Please return the lines below verbatim, beginning at the one that has "front-end using tree-sitter-c" and stopping after the one that has "impl LanguageExtractor for", and add no other lines.

[Source data]
....

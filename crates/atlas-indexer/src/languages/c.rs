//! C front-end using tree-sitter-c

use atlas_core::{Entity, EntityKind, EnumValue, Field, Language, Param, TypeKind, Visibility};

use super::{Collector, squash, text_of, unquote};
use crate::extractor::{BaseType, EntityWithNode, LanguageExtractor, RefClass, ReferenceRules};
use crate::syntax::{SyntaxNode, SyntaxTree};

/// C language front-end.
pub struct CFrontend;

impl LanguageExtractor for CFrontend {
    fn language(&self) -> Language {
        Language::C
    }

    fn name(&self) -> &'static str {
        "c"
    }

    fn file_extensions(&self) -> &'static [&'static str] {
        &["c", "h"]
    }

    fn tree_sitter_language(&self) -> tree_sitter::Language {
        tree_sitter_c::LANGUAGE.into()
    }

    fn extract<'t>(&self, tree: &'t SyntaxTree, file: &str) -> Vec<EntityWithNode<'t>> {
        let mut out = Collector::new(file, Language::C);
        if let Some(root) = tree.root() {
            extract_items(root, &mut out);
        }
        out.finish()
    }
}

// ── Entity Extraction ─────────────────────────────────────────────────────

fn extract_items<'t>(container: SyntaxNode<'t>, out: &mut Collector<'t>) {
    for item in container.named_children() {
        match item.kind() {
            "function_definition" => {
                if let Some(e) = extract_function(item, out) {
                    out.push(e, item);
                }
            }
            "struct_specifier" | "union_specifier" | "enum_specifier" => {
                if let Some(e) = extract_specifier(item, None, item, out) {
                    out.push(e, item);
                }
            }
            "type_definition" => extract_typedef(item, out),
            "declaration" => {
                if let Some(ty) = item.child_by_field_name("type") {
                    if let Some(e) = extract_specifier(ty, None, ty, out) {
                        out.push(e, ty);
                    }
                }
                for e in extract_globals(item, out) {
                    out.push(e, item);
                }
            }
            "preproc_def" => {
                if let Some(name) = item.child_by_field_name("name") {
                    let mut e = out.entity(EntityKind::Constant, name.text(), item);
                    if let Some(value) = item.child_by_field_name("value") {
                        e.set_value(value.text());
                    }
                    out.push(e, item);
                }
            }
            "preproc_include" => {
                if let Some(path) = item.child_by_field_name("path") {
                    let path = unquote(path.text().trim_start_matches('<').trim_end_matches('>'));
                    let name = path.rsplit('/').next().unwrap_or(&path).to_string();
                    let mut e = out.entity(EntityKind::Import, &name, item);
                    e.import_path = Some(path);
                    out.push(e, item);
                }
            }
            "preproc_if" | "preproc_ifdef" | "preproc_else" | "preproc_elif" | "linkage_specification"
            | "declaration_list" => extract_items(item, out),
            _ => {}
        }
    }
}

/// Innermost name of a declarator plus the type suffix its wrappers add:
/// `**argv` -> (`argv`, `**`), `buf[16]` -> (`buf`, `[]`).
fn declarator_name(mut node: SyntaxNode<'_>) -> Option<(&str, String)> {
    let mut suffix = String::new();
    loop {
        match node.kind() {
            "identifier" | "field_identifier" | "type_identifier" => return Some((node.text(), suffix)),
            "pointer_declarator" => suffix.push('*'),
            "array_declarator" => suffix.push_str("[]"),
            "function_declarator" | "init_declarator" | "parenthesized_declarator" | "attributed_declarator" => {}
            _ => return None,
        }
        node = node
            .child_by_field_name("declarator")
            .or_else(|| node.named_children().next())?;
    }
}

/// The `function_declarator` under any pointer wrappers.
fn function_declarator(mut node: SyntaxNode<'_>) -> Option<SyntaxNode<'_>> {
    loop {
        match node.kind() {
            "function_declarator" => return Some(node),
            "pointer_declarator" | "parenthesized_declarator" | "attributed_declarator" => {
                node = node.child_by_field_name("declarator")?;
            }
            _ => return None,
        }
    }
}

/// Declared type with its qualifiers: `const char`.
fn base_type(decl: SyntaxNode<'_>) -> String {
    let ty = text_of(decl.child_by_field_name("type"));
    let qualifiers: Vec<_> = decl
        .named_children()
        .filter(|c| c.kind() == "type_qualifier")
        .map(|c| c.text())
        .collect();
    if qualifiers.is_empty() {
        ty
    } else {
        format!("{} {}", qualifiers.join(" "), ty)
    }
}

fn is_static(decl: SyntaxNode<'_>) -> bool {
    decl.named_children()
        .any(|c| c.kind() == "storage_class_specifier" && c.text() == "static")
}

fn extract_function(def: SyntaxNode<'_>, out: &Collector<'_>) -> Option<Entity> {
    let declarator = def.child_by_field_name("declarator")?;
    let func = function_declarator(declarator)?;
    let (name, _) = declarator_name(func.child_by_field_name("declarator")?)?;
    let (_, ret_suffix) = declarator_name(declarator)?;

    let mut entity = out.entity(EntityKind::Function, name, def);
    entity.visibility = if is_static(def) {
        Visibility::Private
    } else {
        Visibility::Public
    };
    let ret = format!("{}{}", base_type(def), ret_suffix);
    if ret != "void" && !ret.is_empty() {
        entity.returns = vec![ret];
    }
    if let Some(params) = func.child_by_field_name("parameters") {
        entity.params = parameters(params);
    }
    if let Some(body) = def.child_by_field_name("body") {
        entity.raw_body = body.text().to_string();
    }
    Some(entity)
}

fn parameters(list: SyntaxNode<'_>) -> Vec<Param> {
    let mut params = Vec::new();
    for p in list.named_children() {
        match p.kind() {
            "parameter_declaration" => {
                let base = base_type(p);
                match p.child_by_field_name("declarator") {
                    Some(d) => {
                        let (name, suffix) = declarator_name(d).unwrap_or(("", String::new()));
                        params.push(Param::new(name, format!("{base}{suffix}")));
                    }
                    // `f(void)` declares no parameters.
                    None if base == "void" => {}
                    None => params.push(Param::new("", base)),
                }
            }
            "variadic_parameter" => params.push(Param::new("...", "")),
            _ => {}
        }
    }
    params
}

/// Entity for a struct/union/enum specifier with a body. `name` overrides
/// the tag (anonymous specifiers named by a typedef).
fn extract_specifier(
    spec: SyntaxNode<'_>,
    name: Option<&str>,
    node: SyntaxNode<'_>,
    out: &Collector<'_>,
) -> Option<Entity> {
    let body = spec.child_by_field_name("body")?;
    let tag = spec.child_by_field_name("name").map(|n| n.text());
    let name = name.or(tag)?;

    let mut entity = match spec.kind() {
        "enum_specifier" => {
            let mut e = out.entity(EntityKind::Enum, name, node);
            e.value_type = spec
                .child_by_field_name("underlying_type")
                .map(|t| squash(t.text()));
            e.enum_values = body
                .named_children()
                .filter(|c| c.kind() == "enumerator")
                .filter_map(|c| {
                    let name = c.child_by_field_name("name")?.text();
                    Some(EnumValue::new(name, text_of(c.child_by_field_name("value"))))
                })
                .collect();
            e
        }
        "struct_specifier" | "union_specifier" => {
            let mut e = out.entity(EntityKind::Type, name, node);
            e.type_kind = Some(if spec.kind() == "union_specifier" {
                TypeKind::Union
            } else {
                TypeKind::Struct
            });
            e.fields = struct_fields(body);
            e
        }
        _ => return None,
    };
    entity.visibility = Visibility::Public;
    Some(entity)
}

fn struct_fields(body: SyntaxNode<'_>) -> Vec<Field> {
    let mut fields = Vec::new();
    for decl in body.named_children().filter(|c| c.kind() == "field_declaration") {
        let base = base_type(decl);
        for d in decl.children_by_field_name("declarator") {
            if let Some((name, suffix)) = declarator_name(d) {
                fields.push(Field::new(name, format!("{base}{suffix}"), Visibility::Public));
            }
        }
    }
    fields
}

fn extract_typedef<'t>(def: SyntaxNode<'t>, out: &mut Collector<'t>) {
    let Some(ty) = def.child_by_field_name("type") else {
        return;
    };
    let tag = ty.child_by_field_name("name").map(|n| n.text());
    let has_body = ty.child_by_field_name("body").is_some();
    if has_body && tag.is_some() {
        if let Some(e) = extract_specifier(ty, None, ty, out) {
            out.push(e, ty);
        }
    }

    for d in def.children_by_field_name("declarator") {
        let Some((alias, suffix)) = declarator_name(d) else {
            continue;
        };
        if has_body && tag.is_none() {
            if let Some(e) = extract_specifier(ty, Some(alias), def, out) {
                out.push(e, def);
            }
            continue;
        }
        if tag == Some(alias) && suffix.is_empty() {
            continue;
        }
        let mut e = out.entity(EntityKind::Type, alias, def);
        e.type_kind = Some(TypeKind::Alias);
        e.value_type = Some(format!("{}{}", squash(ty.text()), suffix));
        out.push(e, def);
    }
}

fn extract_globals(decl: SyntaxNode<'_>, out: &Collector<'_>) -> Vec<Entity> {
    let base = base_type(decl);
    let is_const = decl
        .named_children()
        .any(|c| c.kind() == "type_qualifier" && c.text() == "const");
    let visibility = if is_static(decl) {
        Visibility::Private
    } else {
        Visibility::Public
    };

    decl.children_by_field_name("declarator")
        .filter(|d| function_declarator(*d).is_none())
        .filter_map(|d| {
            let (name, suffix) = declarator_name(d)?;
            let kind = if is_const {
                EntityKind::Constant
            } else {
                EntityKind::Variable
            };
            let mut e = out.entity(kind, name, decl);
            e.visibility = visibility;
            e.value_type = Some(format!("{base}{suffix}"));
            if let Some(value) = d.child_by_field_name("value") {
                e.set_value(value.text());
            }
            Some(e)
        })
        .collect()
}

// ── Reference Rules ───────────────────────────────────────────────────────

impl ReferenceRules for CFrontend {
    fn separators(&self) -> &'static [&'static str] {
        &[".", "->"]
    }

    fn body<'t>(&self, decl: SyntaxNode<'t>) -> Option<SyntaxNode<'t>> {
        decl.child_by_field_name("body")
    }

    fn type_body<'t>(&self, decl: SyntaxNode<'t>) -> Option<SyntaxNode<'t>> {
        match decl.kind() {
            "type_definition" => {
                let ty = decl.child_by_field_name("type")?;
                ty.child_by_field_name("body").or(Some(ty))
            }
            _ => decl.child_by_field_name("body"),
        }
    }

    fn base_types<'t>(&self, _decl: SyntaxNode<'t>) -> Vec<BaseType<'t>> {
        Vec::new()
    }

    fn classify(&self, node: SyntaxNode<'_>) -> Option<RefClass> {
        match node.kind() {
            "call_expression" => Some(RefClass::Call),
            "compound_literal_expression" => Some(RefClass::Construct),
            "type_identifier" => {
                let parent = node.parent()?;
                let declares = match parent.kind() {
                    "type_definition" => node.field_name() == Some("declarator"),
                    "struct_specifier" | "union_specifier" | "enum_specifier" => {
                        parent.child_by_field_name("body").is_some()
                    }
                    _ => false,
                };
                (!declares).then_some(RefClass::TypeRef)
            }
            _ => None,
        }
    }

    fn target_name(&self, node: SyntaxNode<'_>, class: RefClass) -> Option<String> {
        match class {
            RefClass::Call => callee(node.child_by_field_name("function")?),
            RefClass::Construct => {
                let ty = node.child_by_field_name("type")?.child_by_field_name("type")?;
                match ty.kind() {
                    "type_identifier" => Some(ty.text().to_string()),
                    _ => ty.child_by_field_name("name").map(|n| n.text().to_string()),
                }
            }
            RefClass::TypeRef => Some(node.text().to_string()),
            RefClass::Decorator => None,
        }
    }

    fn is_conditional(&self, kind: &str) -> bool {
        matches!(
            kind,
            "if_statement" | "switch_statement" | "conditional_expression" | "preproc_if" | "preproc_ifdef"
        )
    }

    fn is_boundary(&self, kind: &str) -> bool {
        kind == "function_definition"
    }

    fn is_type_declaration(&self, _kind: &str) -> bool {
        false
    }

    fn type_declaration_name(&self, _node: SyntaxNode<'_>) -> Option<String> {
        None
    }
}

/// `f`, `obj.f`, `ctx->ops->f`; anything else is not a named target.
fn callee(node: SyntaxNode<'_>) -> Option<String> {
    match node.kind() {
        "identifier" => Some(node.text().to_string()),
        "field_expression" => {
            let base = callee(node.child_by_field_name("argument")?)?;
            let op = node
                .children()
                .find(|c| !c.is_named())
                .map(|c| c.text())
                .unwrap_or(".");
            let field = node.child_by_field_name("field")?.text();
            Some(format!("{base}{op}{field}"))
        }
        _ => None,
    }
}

....

§ **Solution to this problem**:
//! C front-end using tree-sitter-c

use atlas_core::{Entity, EntityKind, EnumValue, Field, Language, Param, TypeKind, Visibility};

use super::{Collector, squash, text_of, unquote};
use crate::extractor::{BaseType, EntityWithNode, LanguageExtractor, RefClass, ReferenceRules};
use crate::syntax::{SyntaxNode, SyntaxTree};

/// C language front-end.
pub struct CFrontend;

impl LanguageExtractor for CFrontend {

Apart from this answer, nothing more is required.